Emmet George Hoyt
Emmet George Hoyt
Emmett George Hoyt was best known for his valorous military service during World Wars I and II. He was born on May 28, 1895 in Sabula, Clearfield County, PA. His parents were Edson and Agnes Henderson Hoyt. He was the older brother of Theodore C. Hoyt.
In 1917, he enlisted in the US Army. As a Private in Company M, 110th Infantry, 28th Division, Pennsylvania Nation Guard, he sailed with his unit sailed to France, where saw considerable action at Aisne Marne and Meuse Argonne. He spent 57 days in the Argonne; and on June 30, he was sent to Aisne Marne, where, on July 30, he was “moderately” wounded when his legs were peppered with shrapnel. At the time, he was carrying a tin of tobacco in his breast pocket over his heart. After the battle, Hoyt credited “Prince Albert” with having saved his life. He was honorably discharged upon demobilization on May 23, 1919.
After discharge, Emmet Hoyt married Ruby Philippi. They had one daughter. He worked as a postal clerk in Ridgway, Pennsylvania. About the War, Hoyt said, “I won’t carry a gun in the next one.” This turned out to be a prophetic statement. He took advanced military courses and received a commission in the Army Reserve. During his tours of reserve duty, he commanded Civilian Conservation Corps camps in Western Pennsylvania.

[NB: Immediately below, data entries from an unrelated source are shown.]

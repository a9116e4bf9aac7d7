//! Capabilities the startup sequence borrows from its environment.
//!
//! In the browser these are the DOM, `fetch` and the prebuilt emulator module.
//! Everything runs on one event loop, so none of the futures are `Send`.
#![allow(async_fn_in_trait)]

use crate::error::BootError;

/// Completion signal handed to [`EmulatorModule::upload_rom`]. Fired once the
/// module has written the file.
pub type UploadDone = Box<dyn FnOnce() + 'static>;

pub trait BootHost {
    /// Rendering target the module is bound to
    type Surface;
    /// ROM bytes as the host fetched them
    type Rom;
    type Module: EmulatorModule<Rom = Self::Rom>;

    fn find_surface(&self, id: &str) -> Option<Self::Surface>;

    async fn fetch_rom(&self, url: &str) -> Result<Self::Rom, BootError>;

    /// Construct the module bound to `surface`. Its filesystem is not usable
    /// until [`EmulatorModule::fs_init`] resolves.
    async fn create_module(&self, surface: Self::Surface) -> Result<Self::Module, BootError>;
}

pub trait EmulatorModule {
    type Rom;

    async fn fs_init(&self) -> Result<(), BootError>;

    /// Schedule `rom` to be written into the module's games directory as
    /// `file_name`. Returning `Ok` only means the upload was accepted.
    fn upload_rom(
        &self,
        rom: Self::Rom,
        file_name: &str,
        done: UploadDone,
    ) -> Result<(), BootError>;

    /// Flush pending writes so path based lookups can see them.
    async fn fs_sync(&self) -> Result<(), BootError>;

    fn load_game(&self, path: &str) -> bool;
}
use crate::config::BootConfig;
use crate::error::BootError;
use crate::host::{BootHost, EmulatorModule};
use crate::upload::upload_and_wait;
use futures::future::try_join;
use log::{debug, error, info};

/// Where startup failures end up. Called at most once per boot.
pub type DiagnosticSink = Box<dyn Fn(&BootError) + 'static>;

/// Terminal state of a boot.
#[derive(Debug)]
pub enum BootOutcome<M> {
    /// The game loaded; the module drives everything from here on.
    Running(M),
    /// The error has already been handed to the diagnostic sink.
    Failed(BootError),
}

impl<M> BootOutcome<M> {
    pub fn is_running(&self) -> bool {
        matches!(self, BootOutcome::Running(_))
    }
}

/// Fetches the ROM, brings up the emulator module and starts the game.
///
/// The fetch and the module initialization run concurrently. Once both are
/// done the ROM is uploaded, the module filesystem synced and the game loaded
/// from its virtual path, strictly in that order.
pub struct Bootstrapper<H: BootHost> {
    host: H,
    config: BootConfig,
    diagnostics: DiagnosticSink,
}

impl<H: BootHost> Bootstrapper<H> {
    pub fn new(host: H, config: BootConfig) -> Self {
        Self {
            host,
            config,
            diagnostics: Box::new(|err: &BootError| error!("{}", err)),
        }
    }

    pub fn with_diagnostics<F>(mut self, f: F) -> Self
    where
        F: Fn(&BootError) + 'static,
    {
        self.diagnostics = Box::new(f);
        self
    }

    /// Look up the rendering surface. Nothing else has been started when this
    /// fails.
    pub fn acquire_surface(&self) -> Result<H::Surface, BootError> {
        self.config.validate()?;

        let id = &self.config.canvas_id;
        self.host
            .find_surface(id)
            .ok_or_else(|| BootError::SurfaceMissing(id.clone()))
    }

    /// Everything after the surface lookup. Resolves with the running module.
    pub async fn run(&self, surface: H::Surface) -> Result<H::Module, BootError> {
        let (module, rom) = try_join(self.init_module(surface), self.fetch_rom()).await?;

        debug!("uploading ROM as `{}`", self.config.rom_file_name);
        upload_and_wait(&module, rom, &self.config.rom_file_name).await?;

        debug!("syncing module filesystem");
        module.fs_sync().await?;

        let path = self.config.rom_path();
        if !module.load_game(&path) {
            return Err(BootError::LoadFailed);
        }

        info!("loaded {}, emulator running", path);
        Ok(module)
    }

    pub async fn boot(&self) -> Result<H::Module, BootError> {
        let surface = self.acquire_surface()?;
        self.run(surface).await
    }

    /// [`Bootstrapper::boot`], with a failure reported to the diagnostic sink.
    pub async fn boot_and_report(&self) -> BootOutcome<H::Module> {
        let result = self.boot().await;
        self.settle(result)
    }

    /// [`Bootstrapper::run`], with a failure reported to the diagnostic sink.
    pub async fn run_and_report(&self, surface: H::Surface) -> BootOutcome<H::Module> {
        let result = self.run(surface).await;
        self.settle(result)
    }

    pub fn report(&self, err: &BootError) {
        debug!("startup failed during {}", err.stage());
        (self.diagnostics)(err);
    }

    fn settle(&self, result: Result<H::Module, BootError>) -> BootOutcome<H::Module> {
        match result {
            Ok(module) => BootOutcome::Running(module),
            Err(err) => {
                self.report(&err);
                BootOutcome::Failed(err)
            }
        }
    }

    async fn fetch_rom(&self) -> Result<H::Rom, BootError> {
        debug!("fetching ROM from {}", self.config.rom_url);
        let rom = self.host.fetch_rom(&self.config.rom_url).await?;
        debug!("ROM fetched");
        Ok(rom)
    }

    async fn init_module(&self, surface: H::Surface) -> Result<H::Module, BootError> {
        debug!("creating emulator module");
        let module = self.host.create_module(surface).await?;
        module.fs_init().await?;
        debug!("emulator module ready");
        Ok(module)
    }
}
use crate::error::BootError;
use crate::host::EmulatorModule;
use futures::channel::oneshot;

/// Upload `rom` and wait for the module's completion callback.
///
/// There is no timeout: a module that holds on to the callback without calling
/// it leaves this future pending forever. A module that drops it unfired fails
/// the upload.
pub async fn upload_and_wait<M: EmulatorModule>(
    module: &M,
    rom: M::Rom,
    file_name: &str,
) -> Result<(), BootError> {
    let (tx, rx) = oneshot::channel();

    module.upload_rom(
        rom,
        file_name,
        Box::new(move || {
            let _ = tx.send(());
        }),
    )?;

    rx.await.map_err(|_| {
        BootError::Upload(format!(
            "completion callback for `{}` was dropped without firing",
            file_name
        ))
    })
}
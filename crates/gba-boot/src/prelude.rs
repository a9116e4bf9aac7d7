//! Convenient imports for hosts driving the startup sequence
//!
//! ```rust
//! use gba_boot::prelude::*;
//! ```

// Orchestration
pub use crate::boot::{BootOutcome, Bootstrapper};
pub use crate::config::BootConfig;

// Traits a host has to implement
pub use crate::host::{BootHost, EmulatorModule, UploadDone};

// Errors
pub use crate::error::{BootError, BootStage};
#![cfg(target_arch = "wasm32")]
#![warn(clippy::all, rust_2018_idioms)]
use bootstrap::StartGuard;
use gba_boot::BootConfig;
use log::Level;
use wasm_bindgen::prelude::*;

pub mod bootstrap;
pub mod mgba;
pub mod web_host;

static STARTED: StartGuard = StartGuard::new();

#[cfg(feature = "autostart")]
#[wasm_bindgen(start)]
pub fn start() -> Result<(), JsValue> {
    launch(BootConfig::default())
}

/// Boot with options from the page, e.g. `boot({ canvasId: "screen", romUrl: "demo.gba" })`.
/// Missing keys fall back to the defaults.
///
/// Build with `--no-default-features` to use this. With `autostart` the module
/// boots on load and this call is ignored, unless that first start failed.
#[wasm_bindgen]
pub fn boot(options: JsValue) -> Result<(), JsValue> {
    let config = bootstrap::parse_options(options)?;
    launch(config)
}

fn launch(config: BootConfig) -> Result<(), JsValue> {
    console_error_panic_hook::set_once();
    let level = if cfg!(feature = "debug-log") {
        Level::Debug
    } else {
        Level::Info
    };
    console_log::init_with_level(level).ok();

    STARTED.run_once(|| bootstrap::launch(config))
}
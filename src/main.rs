mod common;
mod rotation;
mod ui;
mod wallpaper;

use clap::Parser;
use std::path::PathBuf;

use crate::rotation::RotationError;
use crate::ui::prelude::*;
use crate::wallpaper::cli::{SourceArgs, WallpaperCommands};

/// Rotates the desktop wallpaper once a day, one image per monitor, without repeats
#[derive(Parser, Debug)]
#[command(author, version, about, long_about = None)]
struct Cli {
    /// Activate debug mode
    #[arg(short, long, global = true)]
    debug: bool,

    /// Output format
    #[arg(long, value_enum, global = true, default_value = "text")]
    output: OutputFormat,

    /// Config file (default: ~/.config/dailywall/config.toml)
    #[arg(short, long, global = true)]
    config: Option<PathBuf>,

    /// Image directories; flags given after the command name take priority
    #[command(flatten)]
    sources: SourceArgs,

    #[command(subcommand)]
    command: Option<WallpaperCommands>,
}

fn main() {
    let cli = Cli::parse();

    ui::init(cli.output, colored::control::SHOULD_COLORIZE.should_colorize());
    ui::set_debug_mode(cli.debug);

    let command = cli
        .command
        .unwrap_or(WallpaperCommands::Run(SourceArgs::default()))
        .with_sources(cli.sources);

    if let Err(e) = wallpaper::commands::handle_wallpaper_command(command, cli.config.as_deref()) {
        let code = e
            .downcast_ref::<RotationError>()
            .map(RotationError::exit_code)
            .unwrap_or(1);
        emit(Level::Error, "error", &format!("Error: {:#}", e), None);
        std::process::exit(code);
    }
}
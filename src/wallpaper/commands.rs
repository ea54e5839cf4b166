use anyhow::Result;
use colored::*;
use std::path::Path;

use crate::rotation::record::Orientation;
use crate::rotation::{RecordStore, Rotation, RunOutcome, gate, selection};
use crate::ui::prelude::*;
use crate::wallpaper::candidates;
use crate::wallpaper::cli::{SourceArgs, WallpaperCommands};
use crate::wallpaper::config::{RotationConfig, Settings};
use crate::wallpaper::desktop::DesktopEnvironment;
use crate::wallpaper::screen::DisplayBackend;

pub fn handle_wallpaper_command(command: WallpaperCommands, config: Option<&Path>) -> Result<()> {
    match command {
        WallpaperCommands::Run(args) => handle_run(load_settings(config, args)?),
        WallpaperCommands::Status(args) => handle_status(load_settings(config, args)?),
    }
}

fn load_settings(config: Option<&Path>, args: SourceArgs) -> Result<Settings> {
    Ok(RotationConfig::load(config)?.into_settings(args.horizontal, args.vertical))
}

fn handle_run(settings: Settings) -> Result<()> {
    // validate everything before touching any state
    let sources = settings.sources()?;

    let store = RecordStore::new(&settings.storage_dir);
    let device = store.resolve_device_identity()?;
    let today = gate::today_local();

    let environment = DesktopEnvironment::detect();
    let backend = DisplayBackend::detect();
    emit(
        Level::Debug,
        "rotation.environment",
        &format!(
            "Desktop {}, geometry from {:?}, record {}",
            environment,
            backend,
            store.record_path(&device).display()
        ),
        None,
    );
    let display = backend.provider();

    let rotation = Rotation {
        store: &store,
        sources: &sources,
        output_path: &settings.output_path,
        display: display.as_ref(),
        background: &environment,
    };

    match rotation.run(&device, &today, &mut rand::thread_rng())? {
        RunOutcome::AlreadyRan { last_update } => {
            emit(
                Level::Info,
                "rotation.noop",
                &format!("Wallpaper already rotated today ({})", last_update),
                None,
            );
        }
        RunOutcome::Rotated {
            picks,
            wallpaper,
            applied,
        } => {
            let verb = if applied { "applied" } else { "written" };
            emit(
                Level::Success,
                "rotation.done",
                &format!(
                    "New wallpaper for {} screen(s) {}: {}",
                    picks.len(),
                    verb,
                    wallpaper.display()
                ),
                Some(serde_json::json!({
                    "wallpaper": wallpaper.display().to_string(),
                    "applied": applied,
                    "images": picks.iter().map(|p| p.image.clone()).collect::<Vec<_>>(),
                })),
            );
        }
    }
    Ok(())
}

fn handle_status(settings: Settings) -> Result<()> {
    let store = RecordStore::new(&settings.storage_dir);
    let device = store.resolve_device_identity()?;
    let record = store.load(&device)?;
    let today = gate::today_local();
    let pending = gate::should_run(&record, &today);

    emit(
        Level::Info,
        "status.record",
        &format!(
            "Record: {}\nLast update: {} ({})",
            store.record_path(&device).display(),
            record.last_update,
            if pending {
                "rotation pending".yellow().to_string()
            } else {
                "done for today".green().to_string()
            }
        ),
        Some(serde_json::json!({
            "storage_dir": store.dir().display().to_string(),
            "record": store.record_path(&device).display().to_string(),
            "last_update": record.last_update,
            "pending": pending,
        })),
    );

    for orientation in [Orientation::Horizontal, Orientation::Vertical] {
        let used = record.images.for_orientation(orientation);
        let pool = match settings.source_for(orientation) {
            Some(dir) if dir.is_dir() => Some(candidates::list_images(dir)?),
            _ => None,
        };

        let message = match &pool {
            Some(all) => {
                let unused = all.iter().filter(|image| !used.contains(*image)).count();
                let offered = selection::available_for(&record, all, orientation).len();
                format!(
                    "{}: {} used, {} of {} unused, {} offered next",
                    orientation,
                    used.len(),
                    unused,
                    all.len(),
                    offered
                )
            }
            None => format!("{}: {} used, no image directory", orientation, used.len()),
        };

        emit(
            Level::Info,
            "status.orientation",
            &message,
            Some(serde_json::json!({
                "orientation": orientation.name(),
                "used": used.len(),
                "pool": pool.as_ref().map(|p| p.len()),
            })),
        );
    }
    Ok(())
}
//! Selection engine
//!
//! Candidate images that have not been used yet for an orientation. Once the
//! pool is exhausted the whole pool is offered again; history is never reset,
//! so a later `mark_used` may append an image that is already listed.

use rand::Rng;
use rand::seq::IteratorRandom;
use std::collections::BTreeSet;

use super::record::{Orientation, UsageRecord};

/// `all_images - used`, or `all_images` when nothing would be left.
pub fn available<'a, U>(all_images: &BTreeSet<String>, used: U) -> BTreeSet<String>
where
    U: IntoIterator<Item = &'a String>,
{
    let used: BTreeSet<&String> = used.into_iter().collect();
    let remaining: BTreeSet<String> = all_images
        .iter()
        .filter(|image| !used.contains(image))
        .cloned()
        .collect();

    if remaining.is_empty() {
        all_images.clone()
    } else {
        remaining
    }
}

/// Available pool for `orientation` according to `record`.
pub fn available_for(
    record: &UsageRecord,
    all_images: &BTreeSet<String>,
    orientation: Orientation,
) -> BTreeSet<String> {
    available(all_images, record.images.for_orientation(orientation))
}

/// Append `image_id` to the orientation's usage list.
pub fn mark_used(record: &mut UsageRecord, image_id: &str, orientation: Orientation) {
    record
        .images
        .for_orientation_mut(orientation)
        .push(image_id.to_string());
}

/// Uniform pick from `pool`; `None` only when the pool is empty.
pub fn pick<R: Rng + ?Sized>(pool: &BTreeSet<String>, rng: &mut R) -> Option<String> {
    pool.iter().choose(rng).cloned()
}

#[cfg(test)]
mod tests {
    use super::*;
    use rand::SeedableRng;
    use rand::rngs::StdRng;

    fn set(items: &[&str]) -> BTreeSet<String> {
        items.iter().map(|s| s.to_string()).collect()
    }

    #[test]
    fn test_available_excludes_used() {
        let all = set(&["a.jpg", "b.jpg", "c.jpg"]);
        let used = set(&["a.jpg"]);
        assert_eq!(available(&all, &used), set(&["b.jpg", "c.jpg"]));
    }

    #[test]
    fn test_available_ignores_used_images_outside_pool() {
        let all = set(&["a.jpg", "b.jpg"]);
        let used = vec!["gone.png".to_string(), "a.jpg".to_string()];
        assert_eq!(available(&all, &used), set(&["b.jpg"]));
    }

    #[test]
    fn test_exhausted_pool_is_offered_again() {
        let all = set(&["a.jpg", "b.jpg", "c.jpg"]);
        let used = set(&["a.jpg", "b.jpg", "c.jpg"]);
        assert_eq!(available(&all, &used), all);

        let superset = set(&["a.jpg", "b.jpg", "c.jpg", "d.jpg"]);
        assert_eq!(available(&all, &superset), all);
    }

    #[test]
    fn test_available_for_each_subset() {
        let all = set(&["1", "2", "3", "4"]);
        let items: Vec<String> = all.iter().cloned().collect();
        // every strict subset leaves a non-empty difference
        for mask in 0u32..(1 << items.len()) - 1 {
            let used: BTreeSet<String> = items
                .iter()
                .enumerate()
                .filter(|(i, _)| mask & (1 << i) != 0)
                .map(|(_, s)| s.clone())
                .collect();
            let expected: BTreeSet<String> = all.difference(&used).cloned().collect();
            let got = available(&all, &used);
            assert!(!got.is_empty());
            assert_eq!(got, expected);
        }
    }

    #[test]
    fn test_orientations_tracked_separately() {
        let mut record = UsageRecord::default();
        mark_used(&mut record, "a.jpg", Orientation::Vertical);

        let all = set(&["a.jpg", "b.jpg"]);
        assert_eq!(available_for(&record, &all, Orientation::Horizontal), all);
        assert_eq!(available_for(&record, &all, Orientation::Vertical), set(&["b.jpg"]));
    }

    #[test]
    fn test_mark_used_appends_duplicates() {
        let mut record = UsageRecord::default();
        mark_used(&mut record, "a.jpg", Orientation::Horizontal);
        mark_used(&mut record, "a.jpg", Orientation::Horizontal);
        assert_eq!(record.images.horizontal, vec!["a.jpg", "a.jpg"]);
        assert!(record.images.vertical.is_empty());
    }

    #[test]
    fn test_pick_stays_in_pool() {
        let mut rng = StdRng::seed_from_u64(7);
        let pool = set(&["a.jpg", "b.jpg", "c.jpg"]);
        for _ in 0..20 {
            let picked = pick(&pool, &mut rng).unwrap();
            assert!(pool.contains(&picked));
        }
        assert!(pick(&BTreeSet::new(), &mut rng).is_none());
    }
}
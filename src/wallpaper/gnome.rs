use anyhow::{Context, Result};
use std::path::Path;
use std::process::Command;

const BACKGROUND_SCHEMA: &str = "org.gnome.desktop.background";

pub fn apply_wallpaper(path: &Path) -> Result<()> {
    let abs_path = path
        .canonicalize()
        .context("Failed to resolve absolute path for wallpaper")?;

    let uri = format!("file://{}", abs_path.display());

    gsettings_set("picture-uri", &uri)?;
    gsettings_set("picture-uri-dark", &uri)?;
    // one image stretched over every monitor
    gsettings_set("picture-options", "spanned")?;

    Ok(())
}

fn gsettings_set(key: &str, value: &str) -> Result<()> {
    let output = Command::new("gsettings")
        .args(["set", BACKGROUND_SCHEMA, key, value])
        .output()
        .with_context(|| format!("Failed to set {} with gsettings", key))?;

    if !output.status.success() {
        let stderr = String::from_utf8_lossy(&output.stderr);
        anyhow::bail!("gsettings set {} failed: {}", key, stderr.trim());
    }
    Ok(())
}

Emmet Hoyt was called up for service in World War II. He participated in the Sicily, Rome Arno, and Northern Apennines campaigns. Hoyt also served in Sicily as Assistant Adjutant General in Palermo. By war’s end, he had earned the rank of Lieutenant Colonel. In 1946, he was promoted to full Colonel and retired at that rank from the Army Reserve in November 1953. He retired from the Post Office in 1955, having devoted his entire adult life to serving his country. Emmet Hoyt died on December 22, 1978 in Florida. He was survived by his wife, Ruby Philippi Hoyt, and a daughter.